I came here to write about the problem you have. I am having exactly the same problem with the Nexflix app. When I try to go to live TV the Bolt does not response to commands and the only way to get it back is by unplugging the Bolt.

I have the correct HDMI 2.0 cable connected to a compatible UHD tv (Sony x910c). I set up the Sony HDMI input to to "enhanced" mode for devices like the Bolt. Got the problem with Netflix. Changed back to "normal" mode and still Netflix freeze my Bolt. My Bolt is connected directly to the TV.

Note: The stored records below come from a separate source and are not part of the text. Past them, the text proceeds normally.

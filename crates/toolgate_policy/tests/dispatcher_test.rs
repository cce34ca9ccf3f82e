//! End-to-end pipeline tests: authorization, admission control, query
//! screening, and the audit records each path leaves behind.

use serde_json::json;
use std::sync::Arc;
use toolgate_audit::{AuditStore, EventFilter, EventType, Outcome, Severity};
use toolgate_limit::LimitConfig;
use toolgate_policy::{
    Decision, PolicyDispatcher, Role, ToolRequest, ToolRunError, ToolgateConfig, ViolationKind,
};

fn dispatcher() -> (PolicyDispatcher, Arc<AuditStore>) {
    let audit = Arc::new(AuditStore::new());
    let dispatcher = PolicyDispatcher::new(ToolgateConfig::default(), audit.clone()).unwrap();
    (dispatcher, audit)
}

fn query_request(identity: &str, sql: &str) -> ToolRequest {
    ToolRequest::new(identity, "custom_query", "s1").with_argument("sql", json!(sql))
}

#[test]
fn test_guest_denied_with_one_violation_event() {
    let (dispatcher, audit) = dispatcher();

    let request = ToolRequest::new("stranger", "processes", "s1");
    let Decision::Denied(violation) = dispatcher.check(&request) else {
        panic!("guest must not reach the processes tool");
    };
    assert_eq!(violation.kind, ViolationKind::UnauthorizedTool);

    let violations = audit.query(&EventFilter::default().of_type(EventType::SecurityViolation));
    assert_eq!(violations.len(), 1);
    assert_eq!(violations[0].identity, "stranger");
    assert_eq!(violations[0].outcome, Outcome::Denied);
    assert_eq!(violations[0].additional_data["violation"], "unauthorized_tool");
}

#[test]
fn test_denied_table_in_query_text() {
    let (dispatcher, audit) = dispatcher();
    dispatcher.assign_role("alice", Role::Analyst);

    // Analyst may run custom queries, but `yara` is on the analyst deny list.
    let request = query_request("alice", "SELECT * FROM yara");
    let Decision::Denied(violation) = dispatcher.check(&request) else {
        panic!("denied table must not pass");
    };
    assert_eq!(violation.kind, ViolationKind::UnauthorizedResource);
    assert_eq!(violation.severity, Severity::High);

    let violations = audit.query(&EventFilter::default().of_type(EventType::SecurityViolation));
    assert_eq!(violations.len(), 1);
}

#[test]
fn test_injection_attempt_is_critical() {
    let (dispatcher, audit) = dispatcher();
    dispatcher.assign_role("alice", Role::Analyst);

    let request = query_request("alice", "SELECT * FROM processes; DROP TABLE processes");
    let Decision::Denied(violation) = dispatcher.check(&request) else {
        panic!("injection attempt must not pass");
    };
    assert_eq!(violation.kind, ViolationKind::InjectionSuspected);
    assert_eq!(violation.severity, Severity::Critical);

    let critical = audit.query(&EventFilter::default().at_least(Severity::Critical));
    assert_eq!(critical.len(), 1);
    // Raw query text never lands in the trail, only the redacted digest.
    assert!(critical[0].arguments_digest.as_deref().unwrap().starts_with("sha256:"));
}

#[test]
fn test_oversized_query_is_malformed_input() {
    let (dispatcher, _audit) = dispatcher();
    dispatcher.assign_role("alice", Role::Analyst);

    let huge = format!("SELECT {} FROM processes", "x, ".repeat(20_000));
    let request = query_request("alice", &huge);
    let Decision::Denied(violation) = dispatcher.check(&request) else {
        panic!("oversized query must not pass");
    };
    assert_eq!(violation.kind, ViolationKind::MalformedInput);
}

#[test]
fn test_missing_query_argument_is_malformed_input() {
    let (dispatcher, _audit) = dispatcher();
    dispatcher.assign_role("alice", Role::Analyst);

    let request = ToolRequest::new("alice", "custom_query", "s1");
    let Decision::Denied(violation) = dispatcher.check(&request) else {
        panic!("query tool without query text must not pass");
    };
    assert_eq!(violation.kind, ViolationKind::MalformedInput);
}

#[test]
fn test_happy_path_leaves_authorized_and_execution_records() {
    let (dispatcher, audit) = dispatcher();
    dispatcher.assign_role("alice", Role::Analyst);

    let request = query_request("alice", "SELECT pid, name FROM processes LIMIT 10");
    let result: Result<u32, ToolRunError<String>> = dispatcher.run(&request, || Ok(7));
    assert_eq!(result.unwrap(), 7);

    let authorized = audit.query(&EventFilter::default().of_type(EventType::ToolAuthorized));
    assert_eq!(authorized.len(), 1);

    let executions = audit.query(&EventFilter::default().of_type(EventType::ToolExecution));
    assert_eq!(executions.len(), 1);
    assert_eq!(executions[0].outcome, Outcome::Success);
    assert!(executions[0].duration_ms.is_some());
}

#[test]
fn test_tool_failure_is_recorded_and_returned() {
    let (dispatcher, audit) = dispatcher();
    dispatcher.assign_role("bob", Role::User);

    let request = ToolRequest::new("bob", "processes", "s1");
    let result: Result<u32, ToolRunError<String>> =
        dispatcher.run(&request, || Err("daemon unreachable".to_string()));
    assert!(matches!(result, Err(ToolRunError::Failed(_))));

    let executions = audit.query(&EventFilter::default().of_type(EventType::ToolExecution));
    assert_eq!(executions.len(), 1);
    assert_eq!(executions[0].outcome, Outcome::Failure);
    assert_eq!(executions[0].additional_data["error"], "daemon unreachable");
}

#[test]
fn test_unauthorized_callers_consume_no_rate_budget() {
    let (dispatcher, _audit) = dispatcher();

    for _ in 0..5 {
        assert!(!dispatcher
            .check(&ToolRequest::new("stranger", "processes", "s1"))
            .allowed());
    }
    // No admission check ever ran, so no limiter state was materialized.
    assert!(dispatcher.rate_status("stranger").is_none());
}

#[test]
fn test_rate_limit_denial_carries_retry_hint() {
    let audit = Arc::new(AuditStore::new());
    let mut config = ToolgateConfig::default();
    config.limits.default = LimitConfig::new(2, 0.5, 100, 60);
    let dispatcher = PolicyDispatcher::new(config, audit.clone()).unwrap();
    dispatcher.assign_role("bob", Role::User);

    let request = ToolRequest::new("bob", "processes", "s1");
    assert!(dispatcher.check(&request).allowed());
    assert!(dispatcher.check(&request).allowed());

    let Decision::Denied(violation) = dispatcher.check(&request) else {
        panic!("third burst request must be rate limited");
    };
    assert_eq!(violation.kind, ViolationKind::RateLimited);
    let retry_after = violation.retry_after.unwrap();
    assert!(retry_after.as_secs_f64() > 0.0);

    let violations = audit.query(&EventFilter::default().of_type(EventType::SecurityViolation));
    assert_eq!(violations.len(), 1);
    assert!(violations[0].additional_data.contains_key("retryAfterSecs"));
}

#[test]
fn test_runtime_reconfiguration_applies_to_next_request() {
    let (dispatcher, _audit) = dispatcher();
    dispatcher.assign_role("bob", Role::User);

    // Restrict the processes tool to a single-request burst.
    dispatcher
        .configure_limits(Some("processes"), LimitConfig::new(1, 0.01, 100, 60))
        .unwrap();

    let request = ToolRequest::new("bob", "processes", "s1");
    assert!(dispatcher.check(&request).allowed());
    assert!(!dispatcher.check(&request).allowed());

    // Other tools still run on the default budget.
    assert!(dispatcher
        .check(&ToolRequest::new("bob", "users", "s1"))
        .allowed());
}

#[test]
fn test_admin_bypasses_allow_lists_but_not_screening() {
    let (dispatcher, _audit) = dispatcher();
    dispatcher.assign_role("root", Role::Admin);

    assert!(dispatcher
        .check(&query_request("root", "SELECT * FROM kernel_modules"))
        .allowed());

    // Injection screening still applies to admins.
    let Decision::Denied(violation) = dispatcher.check(&query_request(
        "root",
        "SELECT 1; DELETE FROM kernel_modules",
    )) else {
        panic!("injection must be denied regardless of role");
    };
    assert_eq!(violation.kind, ViolationKind::InjectionSuspected);
}

#[test]
fn test_result_rows_bounded_per_role() {
    let (dispatcher, audit) = dispatcher();
    dispatcher.assign_role("alice", Role::Analyst);

    // Analyst row bound is 2000; a larger LIMIT is an excessive query.
    let request = query_request("alice", "SELECT name FROM processes LIMIT 100000");
    let Decision::Denied(violation) = dispatcher.check(&request) else {
        panic!("over-bound LIMIT must not pass");
    };
    assert_eq!(violation.kind, ViolationKind::ExcessiveQuery);
    assert_eq!(violation.severity, Severity::Medium);

    let violations = audit.query(&EventFilter::default().of_type(EventType::SecurityViolation));
    assert_eq!(violations[0].additional_data["violation"], "excessive_query");

    // Within the bound the same query passes.
    assert!(dispatcher
        .check(&query_request("alice", "SELECT name FROM processes LIMIT 100"))
        .allowed());
}

#[test]
fn test_unbounded_large_table_query_denied() {
    let (dispatcher, _audit) = dispatcher();
    dispatcher.assign_role("alice", Role::Analyst);

    let Decision::Denied(violation) =
        dispatcher.check(&query_request("alice", "SELECT name FROM processes"))
    else {
        panic!("unbounded large-table query must not pass");
    };
    assert_eq!(violation.kind, ViolationKind::ExcessiveQuery);
}

#[test]
fn test_permissions_summary_reflects_assignment() {
    let (dispatcher, _audit) = dispatcher();
    dispatcher.assign_role("alice", Role::Analyst);

    let summary = dispatcher.permissions_for("alice").unwrap();
    assert_eq!(summary.role, Role::Analyst);
    assert!(summary.tools.contains(&"custom_query".to_string()));
    assert!(summary.denied_tables.contains(&"yara".to_string()));
    assert_eq!(summary.max_query_len, 4096);
    assert_eq!(summary.max_result_rows, 2000);
    assert_eq!(summary.max_query_complexity, 200);
}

Kind of frustrating. Hope there is a fix.


----------



## Powder_Burn (Aug 14, 2007)

Me too. I have a a three week old Tivo Bolt connected to a new Samsung 4K UHD JU6500 Series Smart TV. Everything worked great until the last few days. As Netflix is closed from either the Tivo or Samsung built-in app, the screen goes black and no commands are accepted. The only resolution is to cycle power on the Bolt and restart. I believe Samsung just updated the software on the television to OS 1422 so that may be a factor. My Tivo Bolt is running 20.5.4a.RC6-USC-11-849. Anyone know a fix?


----------



## RussGJohnson (Oct 13, 2015)

I have been having Netflix black screens on app exit requiring a reboot as well. I have also had other weird issues, like old school snow being output (like when you didn't have a antenna and you were tuned to a channel) which was so strange I had to double check that my TV was still on Tivo's input, which it was.


----------



## sangs (Jan 1, 2003)

This just started happening to me yesterday.


----------



## Africanlivedit (Apr 30, 2014)

ginginlala said:


> Hi all,
> 
> Brand new TiVo Bolt user (although not new to TiVo). My Bolt arrived today. I've had a number of issues with streaming, at least one of which I've seen elsewhere -- I have yet to get any Amazon streams to play, initially I got a "this video won't play" error, now they produce an endless loop of a red screen followed by static. I think I'm seeing that issue elsewhere so that's not my main ask here.
> 
> ...


ME TOOOOOOOOOOOOOOOO!

I came to this forum to report this issue too. I thought it was my HDMI cable but it's a new one ... so I am sure it's not.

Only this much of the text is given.